Cartographier une métropole sans fouille
La « confrontation à la réalité » moderne a commencé avec une observation du milieu du XXe siècle : un chercheur John Hansman remarqué sur les photographies aériennes Force aérienne royale (années 1960) grandes lignes de la colonie. Mais des décennies d’instabilité ont rendu impossible la confirmation correcte des résultats sur le terrain. Proximité de la frontière iranienne et utilisation ultérieure de la zone pendant Guerre Iran-Irak rendait le travail systématique presque impossible.
Lorsque des équipes étrangères ont pu revenir dans le sud de l’Irak dans les années 2010, l’ampleur des fortifications a eu un effet : le gigantesque périmètre est encore lisible par endroits et dessine une « place » de ville sensiblement plus grande que prévu.
Puis nous avons inclus « la magie moderne sans pelles » : enquêtes de terrain (céramiques, fragments de briques), photogrammétrie des drones et levé magnétiquerestaurer l’aménagement sans fouilles directes à grande échelle.

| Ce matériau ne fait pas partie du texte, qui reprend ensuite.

//! Allele-depth extraction
//!
//! Derives reference/alternate read counts and total depth from a
//! sample's genotype subfields using caller conventions, tried in a
//! fixed order; the first convention whose required subfields are all
//! present wins:
//!
//! 1. `AD` holding a comma-separated ref,alt pair (GATK-style callers)
//! 2. `RD` plus a single-valued `AD` (VarScan)
//! 3. `AU`/`CU`/`GU`/`TU` tier-1 base counts (Strelka)
//! 4. `DV` variant depth within `DP` total depth (SAMtools/bcftools)
//!
//! A matched convention with non-numeric values leaves the counts unset;
//! it does not fall through to later conventions and does not abort the
//! conversion.

use std::collections::HashMap;

/// Ref/alt/total read counts for one sample
#[derive(Debug, Clone, Copy, PartialEq, Eq)]
pub struct DepthCounts {
    pub ref_count: u64,
    pub alt_count: u64,
    pub depth: u64,
}

/// Derive depth counts from one sample's genotype
///
/// Returns `None` when no convention matches or the matched convention's
/// values are not usable.
pub fn resolve_depth_counts(
    genotype: &HashMap<String, String>,
    ref_allele: &str,
) -> Option<DepthCounts> {
    // Generic ref,alt pair
    if let Some(ad) = genotype.get("AD") {
        if ad.contains(',') {
            let mut parts = ad.split(',');
            return pair_counts(parts.next()?, parts.next()?);
        }
    }

    // VarScan splits the depths across RD and a single-valued AD
    if let (Some(rd), Some(ad)) = (genotype.get("RD"), genotype.get("AD")) {
        return pair_counts(rd, ad);
    }

    // Strelka tier-1 base counts, one subfield per nucleotide
    if let (Some(au), Some(cu), Some(gu), Some(tu)) = (
        genotype.get("AU"),
        genotype.get("CU"),
        genotype.get("GU"),
        genotype.get("TU"),
    ) {
        return tier1_counts(ref_allele, au, cu, gu, tu);
    }

    // Variant depth DV within total depth DP
    if let (Some(dv), Some(dp)) = (genotype.get("DV"), genotype.get("DP")) {
        let alt_count = parse_count(dv)?;
        let depth = parse_count(dp)?;
        let ref_count = depth.checked_sub(alt_count)?;
        return Some(DepthCounts {
            ref_count,
            alt_count,
            depth,
        });
    }

    None
}

fn parse_count(value: &str) -> Option<u64> {
    value.trim().parse().ok()
}

/// Strelka subfields may carry tier1,tier2 pairs; tier 1 is the leading value
fn tier_count(value: &str) -> Option<u64> {
    parse_count(value.split(',').next()?)
}

fn pair_counts(ref_part: &str, alt_part: &str) -> Option<DepthCounts> {
    let ref_count = parse_count(ref_part)?;
    let alt_count = parse_count(alt_part)?;
    Some(DepthCounts {
        ref_count,
        alt_count,
        depth: ref_count + alt_count,
    })
}

/// Ref count from the REF base's tier, alt count from the largest other tier
fn tier1_counts(
    ref_allele: &str,
    au: &str,
    cu: &str,
    gu: &str,
    tu: &str,
) -> Option<DepthCounts> {
    let (ref_tier, others) = match ref_allele.as_bytes().first()? {
        b'A' | b'a' => (au, [cu, gu, tu]),
        b'C' | b'c' => (cu, [au, gu, tu]),
        b'G' | b'g' => (gu, [au, cu, tu]),
        b'T' | b't' => (tu, [au, cu, gu]),
        _ => return None,
    };
    let ref_count = tier_count(ref_tier)?;
    let alt_count = others.iter().filter_map(|v| tier_count(v)).max()?;
    Some(DepthCounts {
        ref_count,
        alt_count,
        depth: ref_count + alt_count,
    })
}
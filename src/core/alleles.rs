//! Allele normalization and variant classification
//!
//! VCF anchors indel records on shared leading bases; the standardized
//! output wants those anchors stripped, start/end positions recomputed,
//! and the variant typed by the trimmed allele shapes.

/// Variant type by trimmed allele shape
#[derive(Debug, Clone, Copy, PartialEq, Eq)]
pub enum VariantType {
    Snp,
    Dnp,
    Tnp,
    Onp,
    Del,
    Ins,
}

impl VariantType {
    /// Output column text
    pub fn as_str(self) -> &'static str {
        match self {
            VariantType::Snp => "SNP",
            VariantType::Dnp => "DNP",
            VariantType::Tnp => "TNP",
            VariantType::Onp => "ONP",
            VariantType::Del => "DEL",
            VariantType::Ins => "INS",
        }
    }
}

/// Frame classification, defined for indels only
#[derive(Debug, Clone, Copy, PartialEq, Eq)]
pub enum VariantClassification {
    InFrameDel,
    FrameShiftDel,
    InFrameIns,
    FrameShiftIns,
}

impl VariantClassification {
    /// Output column text
    pub fn as_str(self) -> &'static str {
        match self {
            VariantClassification::InFrameDel => "In_Frame_Del",
            VariantClassification::FrameShiftDel => "Frame_Shift_Del",
            VariantClassification::InFrameIns => "In_Frame_Ins",
            VariantClassification::FrameShiftIns => "Frame_Shift_Ins",
        }
    }

    fn deletion(len: u64) -> Self {
        if len % 3 == 0 {
            VariantClassification::InFrameDel
        } else {
            VariantClassification::FrameShiftDel
        }
    }

    fn insertion(len: u64) -> Self {
        if len % 3 == 0 {
            VariantClassification::InFrameIns
        } else {
            VariantClassification::FrameShiftIns
        }
    }
}

/// A normalized variant: trimmed alleles, standardized coordinates,
/// type, and (for indels) frame classification
#[derive(Debug, Clone, PartialEq, Eq)]
pub struct NormalizedVariant {
    /// 1-based standardized start position
    pub start: u64,
    /// 1-based standardized end position
    pub end: u64,
    /// Trimmed reference allele, `-` when empty
    pub ref_allele: String,
    /// Trimmed alternate allele, `-` when empty
    pub alt_allele: String,
    pub variant_type: VariantType,
    /// Set for deletions and insertions; substitutions carry none
    pub classification: Option<VariantClassification>,
}

/// Trim shared anchor bases and derive coordinates, type, and classification
pub fn normalize(pos: u64, ref_allele: &str, alt_allele: &str) -> NormalizedVariant {
    // Identical alleles would trim to nothing on both sides; keep them
    // whole and fall into the substitution shape below.
    let prefix = if ref_allele == alt_allele {
        0
    } else {
        common_prefix_len(ref_allele, alt_allele)
    };
    let trimmed_ref = &ref_allele[prefix..];
    let trimmed_alt = &alt_allele[prefix..];
    let ref_len = trimmed_ref.len() as u64;
    let alt_len = trimmed_alt.len() as u64;

    let (start, end, variant_type, classification) = if ref_len == alt_len {
        let start = pos + prefix as u64;
        let end = start + ref_len.saturating_sub(1);
        (start, end, substitution_type(ref_len), None)
    } else if ref_len > alt_len {
        // Unequal non-empty leftovers degrade to the longer side's shape
        let start = pos + 1;
        let end = start + ref_len - 1;
        (
            start,
            end,
            VariantType::Del,
            Some(VariantClassification::deletion(ref_len)),
        )
    } else {
        (
            pos,
            pos + 1,
            VariantType::Ins,
            Some(VariantClassification::insertion(alt_len)),
        )
    };

    NormalizedVariant {
        start,
        end,
        ref_allele: dash_when_empty(trimmed_ref),
        alt_allele: dash_when_empty(trimmed_alt),
        variant_type,
        classification,
    }
}

/// Length of the common leading byte run shared by two alleles
fn common_prefix_len(a: &str, b: &str) -> usize {
    a.bytes()
        .zip(b.bytes())
        .take_while(|(x, y)| x == y)
        .count()
}

fn substitution_type(len: u64) -> VariantType {
    match len {
        0 | 1 => VariantType::Snp,
        2 => VariantType::Dnp,
        3 => VariantType::Tnp,
        _ => VariantType::Onp,
    }
}

fn dash_when_empty(allele: &str) -> String {
    if allele.is_empty() {
        "-".to_string()
    } else {
        allele.to_string()
    }
}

L’un des outils clés était magnétométrie (reconnaissance magnétique), capable de détecter les variations subtiles du champ magnétique terrestre causées par les murs enterrés, les fossés, les fours, les installations industrielles et autres structures. Selon l’équipe, cela a révélé des rues et des tracés en quadrillage, ainsi que des changements d’orientation ultérieurs, indiquant plusieurs phases de construction et des fonctions changeantes des zones tout au long de la vie de la ville.
Que montraient les « nouvelles » cartes ? Les descriptions parlent de gigantesques zones résidentielles, d’enceintes de temples, de zones artisanales avec des fours et des fourneaux de fusion, de canaux et d’une zone portuaire intérieure. Tout cela témoigne d’une économie urbaine dense conçue pour la redistribution, la production et le commerce.
La fonction de la ville coïncide bien avec la période où les échanges entre Mésopotamie Et Inde intensifié, et des villes sur le Tigre, comme Séleucie Et Ctésiphonont prospéré en tant que capitales impériales et marchés de consommation. Dans ce contexte Alexandrie/Charax ressemblerait à la « porte sud » du système, alimentant le même monde commercial.
Mais la même dynamique paysagère qui a permis à la ville d’émerger a probablement aussi contribué à sa fermeture. Les sources décrivent une sédimentation et une migration des canaux en cours : le littoral s’est déplacé vers le sud et Tigre a déplacé le courant vers l’ouest, coupant progressivement la colonie de l’eau nécessaire pour rester un port et une plaque tournante du transport maritime.
Sans ce lien, la ville déclina et fut en grande partie abandonnée à la fin de l’Antiquité tardive.